_EXERCISE DESCRIPTION_
Say the number of lines holding the word "byte" in the data, and leave out everything else.

---------- DATA TO EXAMINE ----------

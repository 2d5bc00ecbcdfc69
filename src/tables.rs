//! Compiled-in register tables.
//!
//! Values are 8-bit writes applied in list order. Multi-byte registers are
//! split high byte first.

use crate::framing::HDR_EXPOSURE_RATIO;
use crate::sequencer::{reg, Register};

/// Sensor-wide defaults written once per power cycle.
pub(crate) const MODE_COMMON_REGS: &[Register] = &[
    reg(0x0100, 0x00),
    reg(0x0136, 0x18),
    reg(0x0137, 0x00),
    reg(0x33F0, 0x02),
    reg(0x33F1, 0x05),
    reg(0x3062, 0x00),
    reg(0x3063, 0x12),
    reg(0x3068, 0x00),
    reg(0x3069, 0x12),
    reg(0x306A, 0x00),
    reg(0x306B, 0x30),
    reg(0x3076, 0x00),
    reg(0x3077, 0x30),
    reg(0x3078, 0x00),
    reg(0x3079, 0x30),
    reg(0x5E54, 0x0C),
    reg(0x6E44, 0x00),
    reg(0xB0B6, 0x01),
    reg(0xE829, 0x00),
    reg(0xF001, 0x08),
    reg(0xF003, 0x08),
    reg(0xF00D, 0x10),
    reg(0xF00F, 0x10),
    reg(0xF031, 0x08),
    reg(0xF033, 0x08),
    reg(0xF03D, 0x10),
    reg(0xF03F, 0x10),
    reg(0x0112, 0x0A),
    reg(0x0113, 0x0A),
    reg(0x0114, 0x01),
    reg(0x0B8E, 0x01),
    reg(0x0B8F, 0x00),
    reg(0x0B94, 0x01),
    reg(0x0B95, 0x00),
    reg(0x3400, 0x01),
    reg(0x3478, 0x01),
    reg(0x3479, 0x1C),
    reg(0x3091, 0x01),
    reg(0x3092, 0x00),
    reg(0x3419, 0x00),
    reg(0xBCF1, 0x02),
    reg(0x3094, 0x01),
    reg(0x3095, 0x01),
    reg(0x3362, 0x00),
    reg(0x3363, 0x00),
    reg(0x3364, 0x00),
    reg(0x3365, 0x00),
    reg(0x0138, 0x01),
];

/// Full-resolution 10-bit readout.
pub(crate) const MODE_4608X2592_REGS: &[Register] = &[
    reg(0x0342, 0x3D),
    reg(0x0343, 0x20),
    reg(0x0340, 0x0A),
    reg(0x0341, 0x59),
    reg(0x0344, 0x00),
    reg(0x0345, 0x00),
    reg(0x0346, 0x00),
    reg(0x0347, 0x00),
    reg(0x0348, 0x11),
    reg(0x0349, 0xFF),
    reg(0x034A, 0x0A),
    reg(0x034B, 0x1F),
    reg(0x0220, 0x62),
    reg(0x0222, 0x01),
    reg(0x0900, 0x00),
    reg(0x0901, 0x11),
    reg(0x0902, 0x0A),
    reg(0x3200, 0x01),
    reg(0x3201, 0x01),
    reg(0x32D5, 0x01),
    reg(0x32D6, 0x00),
    reg(0x32DB, 0x01),
    reg(0x32DF, 0x00),
    reg(0x350C, 0x00),
    reg(0x350D, 0x00),
    reg(0x0408, 0x00),
    reg(0x0409, 0x00),
    reg(0x040A, 0x00),
    reg(0x040B, 0x00),
    reg(0x040C, 0x12),
    reg(0x040D, 0x00),
    reg(0x040E, 0x0A),
    reg(0x040F, 0x20),
    reg(0x034C, 0x12),
    reg(0x034D, 0x00),
    reg(0x034E, 0x0A),
    reg(0x034F, 0x20),
    reg(0x0301, 0x05),
    reg(0x0303, 0x02),
    reg(0x0305, 0x02),
    reg(0x0306, 0x00),
    reg(0x0307, 0x7C),
    reg(0x030B, 0x02),
    reg(0x030D, 0x04),
    reg(0x0310, 0x01),
    reg(0x3CA0, 0x00),
    reg(0x3CA1, 0x64),
    reg(0x3CA4, 0x00),
    reg(0x3CA5, 0x00),
    reg(0x3CA6, 0x00),
    reg(0x3CA7, 0x00),
    reg(0x3CAA, 0x00),
    reg(0x3CAB, 0x00),
    reg(0x3CB8, 0x00),
    reg(0x3CB9, 0x08),
    reg(0x3CBA, 0x00),
    reg(0x3CBB, 0x00),
    reg(0x3CBC, 0x00),
    reg(0x3CBD, 0x3C),
    reg(0x3CBE, 0x00),
    reg(0x3CBF, 0x00),
    reg(0x0202, 0x0A),
    reg(0x0203, 0x29),
    reg(0x0224, 0x01),
    reg(0x0225, 0xF4),
    reg(0x3116, 0x01),
    reg(0x3117, 0xF4),
    reg(0x0204, 0x00),
    reg(0x0205, 0x00),
    reg(0x0216, 0x00),
    reg(0x0217, 0x00),
    reg(0x0218, 0x01),
    reg(0x0219, 0x00),
    reg(0x020E, 0x01),
    reg(0x020F, 0x00),
    reg(0x3118, 0x00),
    reg(0x3119, 0x00),
    reg(0x311A, 0x01),
    reg(0x311B, 0x00),
    reg(0x341A, 0x00),
    reg(0x341B, 0x00),
    reg(0x341C, 0x00),
    reg(0x341D, 0x00),
    reg(0x341E, 0x01),
    reg(0x341F, 0x20),
    reg(0x3420, 0x00),
    reg(0x3421, 0xD8),
    reg(0xC428, 0x00),
    reg(0xC429, 0x04),
    reg(0x3366, 0x00),
    reg(0x3367, 0x00),
    reg(0x3368, 0x00),
    reg(0x3369, 0x00),
];

/// 2x2 binned 1920x1080.
pub(crate) const MODE_2X2_BINNED_REGS: &[Register] = &[
    reg(0x0342, 0x1E),
    reg(0x0343, 0x90),
    reg(0x0340, 0x05),
    reg(0x0341, 0x38),
    reg(0x0344, 0x00),
    reg(0x0345, 0x00),
    reg(0x0346, 0x00),
    reg(0x0347, 0x00),
    reg(0x0348, 0x11),
    reg(0x0349, 0xFF),
    reg(0x034A, 0x0A),
    reg(0x034B, 0x1F),
    reg(0x0220, 0x62),
    reg(0x0222, 0x01),
    reg(0x0900, 0x01),
    reg(0x0901, 0x22),
    reg(0x0902, 0x08),
    reg(0x3200, 0x41),
    reg(0x3201, 0x41),
    reg(0x32D5, 0x00),
    reg(0x32D6, 0x00),
    reg(0x32DB, 0x01),
    reg(0x32DF, 0x00),
    reg(0x350C, 0x00),
    reg(0x350D, 0x00),
    reg(0x0408, 0x00),
    reg(0x0409, 0x00),
    reg(0x040A, 0x00),
    reg(0x040B, 0x00),
    reg(0x040C, 0x09),
    reg(0x040D, 0x00),
    reg(0x040E, 0x05),
    reg(0x040F, 0x10),
    reg(0x034C, 0x09),
    reg(0x034D, 0x00),
    reg(0x034E, 0x05),
    reg(0x034F, 0x10),
    reg(0x0301, 0x05),
    reg(0x0303, 0x02),
    reg(0x0305, 0x02),
    reg(0x0306, 0x00),
    reg(0x0307, 0x7A),
    reg(0x030B, 0x02),
    reg(0x030D, 0x04),
    reg(0x0310, 0x01),
    reg(0x3CA0, 0x00),
    reg(0x3CA1, 0x3C),
    reg(0x3CA4, 0x00),
    reg(0x3CA5, 0x3C),
    reg(0x3CA6, 0x00),
    reg(0x3CA7, 0x00),
    reg(0x3CAA, 0x00),
    reg(0x3CAB, 0x00),
    reg(0x3CB8, 0x00),
    reg(0x3CB9, 0x1C),
    reg(0x3CBA, 0x00),
    reg(0x3CBB, 0x08),
    reg(0x3CBC, 0x00),
    reg(0x3CBD, 0x1E),
    reg(0x3CBE, 0x00),
    reg(0x3CBF, 0x0A),
    reg(0x0202, 0x05),
    reg(0x0203, 0x08),
    reg(0x0224, 0x01),
    reg(0x0225, 0xF4),
    reg(0x3116, 0x01),
    reg(0x3117, 0xF4),
    reg(0x0204, 0x00),
    reg(0x0205, 0x70),
    reg(0x0216, 0x00),
    reg(0x0217, 0x70),
    reg(0x0218, 0x01),
    reg(0x0219, 0x00),
    reg(0x020E, 0x01),
    reg(0x020F, 0x00),
    reg(0x3118, 0x00),
    reg(0x3119, 0x70),
    reg(0x311A, 0x01),
    reg(0x311B, 0x00),
    reg(0x341A, 0x00),
    reg(0x341B, 0x00),
    reg(0x341C, 0x00),
    reg(0x341D, 0x00),
    reg(0x341E, 0x00),
    reg(0x341F, 0x90),
    reg(0x3420, 0x00),
    reg(0x3421, 0x6C),
    reg(0x3366, 0x07),
    reg(0x3367, 0x80),
    reg(0x3368, 0x04),
    reg(0x3369, 0x38),
];

/// 2x2 binned and cropped 1536x864.
pub(crate) const MODE_2X2_BINNED_720P_REGS: &[Register] = &[
    reg(0x0342, 0x14),
    reg(0x0343, 0x60),
    reg(0x0340, 0x04),
    reg(0x0341, 0xB6),
    reg(0x0344, 0x03),
    reg(0x0345, 0x00),
    reg(0x0346, 0x01),
    reg(0x0347, 0xB0),
    reg(0x0348, 0x0E),
    reg(0x0349, 0xFF),
    reg(0x034A, 0x08),
    reg(0x034B, 0x6F),
    reg(0x0220, 0x62),
    reg(0x0222, 0x01),
    reg(0x0900, 0x01),
    reg(0x0901, 0x22),
    reg(0x0902, 0x08),
    reg(0x3200, 0x41),
    reg(0x3201, 0x41),
    reg(0x32D5, 0x00),
    reg(0x32D6, 0x00),
    reg(0x32DB, 0x01),
    reg(0x32DF, 0x01),
    reg(0x350C, 0x00),
    reg(0x350D, 0x00),
    reg(0x0408, 0x00),
    reg(0x0409, 0x00),
    reg(0x040A, 0x00),
    reg(0x040B, 0x00),
    reg(0x040C, 0x06),
    reg(0x040D, 0x00),
    reg(0x040E, 0x03),
    reg(0x040F, 0x60),
    reg(0x034C, 0x06),
    reg(0x034D, 0x00),
    reg(0x034E, 0x03),
    reg(0x034F, 0x60),
    reg(0x0301, 0x05),
    reg(0x0303, 0x02),
    reg(0x0305, 0x02),
    reg(0x0306, 0x00),
    reg(0x0307, 0x76),
    reg(0x030B, 0x02),
    reg(0x030D, 0x04),
    reg(0x0310, 0x01),
    reg(0x3CA0, 0x00),
    reg(0x3CA1, 0x3C),
    reg(0x3CA4, 0x01),
    reg(0x3CA5, 0x5E),
    reg(0x3CA6, 0x00),
    reg(0x3CA7, 0x00),
    reg(0x3CAA, 0x00),
    reg(0x3CAB, 0x00),
    reg(0x3CB8, 0x00),
    reg(0x3CB9, 0x0C),
    reg(0x3CBA, 0x00),
    reg(0x3CBB, 0x04),
    reg(0x3CBC, 0x00),
    reg(0x3CBD, 0x1E),
    reg(0x3CBE, 0x00),
    reg(0x3CBF, 0x05),
    reg(0x0202, 0x04),
    reg(0x0203, 0x86),
    reg(0x0224, 0x01),
    reg(0x0225, 0xF4),
    reg(0x3116, 0x01),
    reg(0x3117, 0xF4),
    reg(0x0204, 0x00),
    reg(0x0205, 0x70),
    reg(0x0216, 0x00),
    reg(0x0217, 0x70),
    reg(0x0218, 0x01),
    reg(0x0219, 0x00),
    reg(0x020E, 0x01),
    reg(0x020F, 0x00),
    reg(0x3118, 0x00),
    reg(0x3119, 0x70),
    reg(0x311A, 0x01),
    reg(0x311B, 0x00),
    reg(0x341A, 0x00),
    reg(0x341B, 0x00),
    reg(0x341C, 0x00),
    reg(0x341D, 0x00),
    reg(0x341E, 0x00),
    reg(0x341F, 0x60),
    reg(0x3420, 0x00),
    reg(0x3421, 0x48),
    reg(0x3366, 0x00),
    reg(0x3367, 0x00),
    reg(0x3368, 0x00),
    reg(0x3369, 0x00),
];

/// Three-exposure HDR, 2x2 downscaled to 1920x1080.
pub(crate) const MODE_HDR_REGS: &[Register] = &[
    reg(0x0342, 0x14),
    reg(0x0343, 0x60),
    reg(0x0340, 0x0A),
    reg(0x0341, 0x5B),
    reg(0x0344, 0x00),
    reg(0x0345, 0x00),
    reg(0x0346, 0x00),
    reg(0x0347, 0x00),
    reg(0x0348, 0x11),
    reg(0x0349, 0xFF),
    reg(0x034A, 0x0A),
    reg(0x034B, 0x1F),
    reg(0x0220, 0x01),
    reg(0x0222, HDR_EXPOSURE_RATIO),
    reg(0x0900, 0x00),
    reg(0x0901, 0x11),
    reg(0x0902, 0x0A),
    reg(0x3200, 0x01),
    reg(0x3201, 0x01),
    reg(0x32D5, 0x00),
    reg(0x32D6, 0x00),
    reg(0x32DB, 0x01),
    reg(0x32DF, 0x00),
    reg(0x350C, 0x00),
    reg(0x350D, 0x00),
    reg(0x0408, 0x00),
    reg(0x0409, 0x00),
    reg(0x040A, 0x00),
    reg(0x040B, 0x00),
    reg(0x040C, 0x09),
    reg(0x040D, 0x00),
    reg(0x040E, 0x05),
    reg(0x040F, 0x10),
    reg(0x034C, 0x09),
    reg(0x034D, 0x00),
    reg(0x034E, 0x05),
    reg(0x034F, 0x10),
    reg(0x0301, 0x05),
    reg(0x0303, 0x02),
    reg(0x0305, 0x02),
    reg(0x0306, 0x00),
    reg(0x0307, 0xA2),
    reg(0x030B, 0x02),
    reg(0x030D, 0x04),
    reg(0x0310, 0x01),
    reg(0x3CA0, 0x00),
    reg(0x3CA1, 0x00),
    reg(0x3CA4, 0x00),
    reg(0x3CA5, 0x00),
    reg(0x3CA6, 0x00),
    reg(0x3CA7, 0x28),
    reg(0x3CAA, 0x00),
    reg(0x3CAB, 0x00),
    reg(0x3CB8, 0x00),
    reg(0x3CB9, 0x30),
    reg(0x3CBA, 0x00),
    reg(0x3CBB, 0x00),
    reg(0x3CBC, 0x00),
    reg(0x3CBD, 0x32),
    reg(0x3CBE, 0x00),
    reg(0x3CBF, 0x00),
    reg(0x0202, 0x0A),
    reg(0x0203, 0x2B),
    reg(0x0224, 0x0A),
    reg(0x0225, 0x2B),
    reg(0x3116, 0x0A),
    reg(0x3117, 0x2B),
    reg(0x0204, 0x00),
    reg(0x0205, 0x00),
    reg(0x0216, 0x00),
    reg(0x0217, 0x00),
    reg(0x0218, 0x01),
    reg(0x0219, 0x00),
    reg(0x020E, 0x01),
    reg(0x020F, 0x00),
    reg(0x3118, 0x00),
    reg(0x3119, 0x00),
    reg(0x311A, 0x01),
    reg(0x311B, 0x00),
    reg(0x341A, 0x00),
    reg(0x341B, 0x00),
    reg(0x341C, 0x00),
    reg(0x341D, 0x00),
    reg(0x341E, 0x00),
    reg(0x341F, 0x90),
    reg(0x3420, 0x00),
    reg(0x3421, 0x6C),
    reg(0x3360, 0x01),
    reg(0x3361, 0x01),
    reg(0x3366, 0x07),
    reg(0x3367, 0x80),
    reg(0x3368, 0x04),
    reg(0x3369, 0x38),
];

pub(crate) const LINK_450MHZ_REGS: &[Register] = &[
    reg(0x030E, 0x01),
    reg(0x030F, 0x2C),
];

pub(crate) const LINK_447MHZ_REGS: &[Register] = &[
    reg(0x030E, 0x01),
    reg(0x030F, 0x2A),
];

pub(crate) const LINK_453MHZ_REGS: &[Register] = &[
    reg(0x030E, 0x01),
    reg(0x030F, 0x2E),
];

----------

_SOLUTION TO THE EXERCISE_
2